-- Dataset excerpts follows --

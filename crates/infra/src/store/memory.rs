//! Process-local key-value store

use std::collections::HashMap;

use accountdesk_core::KeyValueStore;
use accountdesk_domain::Result;
use parking_lot::RwLock;

/// Volatile store for tests and one-shot runs that should not touch disk.
#[derive(Default)]
pub struct MemoryKeyValueStore {
    entries: RwLock<HashMap<String, String>>,
}

impl MemoryKeyValueStore {
    pub fn new() -> Self {
        Self::default()
    }
}

impl KeyValueStore for MemoryKeyValueStore {
    fn get(&self, key: &str) -> Result<Option<String>> {
        Ok(self.entries.read().get(key).cloned())
    }

    fn set(&self, key: &str, value: &str) -> Result<()> {
        self.entries.write().insert(key.to_string(), value.to_string());
        Ok(())
    }

    fn remove(&self, key: &str) -> Result<()> {
        self.entries.write().remove(key);
        Ok(())
    }
}
//! Authenticated session types
//!
//! Sessions are owned by the auth gateway. The rest of the system only looks
//! at whether one exists and which email it belongs to.

use std::fmt;

use serde::{Deserialize, Serialize};

/// User identity attached to a session
#[derive(Debug, Clone, PartialEq, Eq, Serialize, Deserialize)]
pub struct SessionUser {
    pub id: String,
    #[serde(default)]
    pub email: Option<String>,
}

/// Proof of authentication issued by the identity service
#[derive(Clone, PartialEq, Eq, Serialize, Deserialize)]
pub struct Session {
    pub access_token: String,
    #[serde(default)]
    pub refresh_token: Option<String>,
    /// Unix timestamp (seconds) after which the access token is stale
    #[serde(default)]
    pub expires_at: Option<i64>,
    pub user: SessionUser,
}

impl Session {
    /// Authenticated email, empty when the identity service did not return one.
    pub fn email(&self) -> &str {
        self.user.email.as_deref().unwrap_or_default()
    }

    pub fn is_expired_at(&self, now_unix: i64) -> bool {
        self.expires_at.is_some_and(|expires_at| expires_at <= now_unix)
    }
}

impl fmt::Debug for Session {
    fn fmt(&self, f: &mut fmt::Formatter<'_>) -> fmt::Result {
        f.debug_struct("Session")
            .field("access_token", &"<redacted>")
            .field("expires_at", &self.expires_at)
            .field("user", &self.user)
            .finish_non_exhaustive()
    }
}

/// Result of creating an account with the identity service
#[derive(Debug, Clone, PartialEq, Eq)]
pub struct AccountRef {
    pub user_id: String,
    pub email: Option<String>,
    /// Present when the service signs the user in immediately; absent while
    /// email confirmation is pending.
    pub session: Option<Session>,
}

-- Dataset excerpts concluded --

- [What you have to do]: Write out the listing again. Keep every character the same.

- [Response]:
filename crates/infra/src/store/memory.rs
//! Process-local key-value store

use std::collections::HashMap;

use accountdesk_core::KeyValueStore;
use accountdesk_domain::Result;
use parking_lot::RwLock;

/// Volatile store for tests and one-shot runs that should not touch disk.
#[derive(Default)]
pub struct MemoryKeyValueStore {
    entries: RwLock<HashMap<String, String>>,
}

impl MemoryKeyValueStore {
    pub fn new() -> Self {
        Self::default()
    }
}

impl KeyValueStore for MemoryKeyValueStore {
    fn get(&self, key: &str) -> Result<Option<String>> {
        Ok(self.entries.read().get(key).cloned())
    }

    fn set(&self, key: &str, value: &str) -> Result<()> {
        self.entries.write().insert(key.to_string(), value.to_string());
        Ok(())
    }

    fn remove(&self, key: &str) -> Result<()> {
        self.entries.write().remove(key);
        Ok(())
    }
}
//! Authenticated session types
//!
//! Sessions are owned by the auth gateway. The rest of the system only looks
//! at whether one exists and which email it belongs to.

use std::fmt;

use serde::{Deserialize, Serialize};

/// User identity attached to a session
#[derive(Debug, Clone, PartialEq, Eq, Serialize, Deserialize)]
pub struct SessionUser {
    pub id: String,
    #[serde(default)]
    pub email: Option<String>,
}

/// Proof of authentication issued by the identity service
#[derive(Clone, PartialEq, Eq, Serialize, Deserialize)]
pub struct Session {
    pub access_token: String,
    #[serde(default)]
    pub refresh_token: Option<String>,
    /// Unix timestamp (seconds) after which the access token is stale
    #[serde(default)]
    pub expires_at: Option<i64>,
    pub user: SessionUser,
}

impl Session {
    /// Authenticated email, empty when the identity service did not return one.
    pub fn email(&self) -> &str {
        self.user.email.as_deref().unwrap_or_default()
    }

    pub fn is_expired_at(&self, now_unix: i64) -> bool {
        self.expires_at.is_some_and(|expires_at| expires_at <= now_unix)
    }
}

impl fmt::Debug for Session {
    fn fmt(&self, f: &mut fmt::Formatter<'_>) -> fmt::Result {
        f.debug_struct("Session")
            .field("access_token", &"<redacted>")
            .field("expires_at", &self.expires_at)
            .field("user", &self.user)
            .finish_non_exhaustive()
    }
}

/// Result of creating an account with the identity service
#[derive(Debug, Clone, PartialEq, Eq)]
pub struct AccountRef {
    pub user_id: String,
    pub email: Option<String>,
    /// Present when the service signs the user in immediately; absent while
    /// email confirmation is pending.
    pub session: Option<Session>,
}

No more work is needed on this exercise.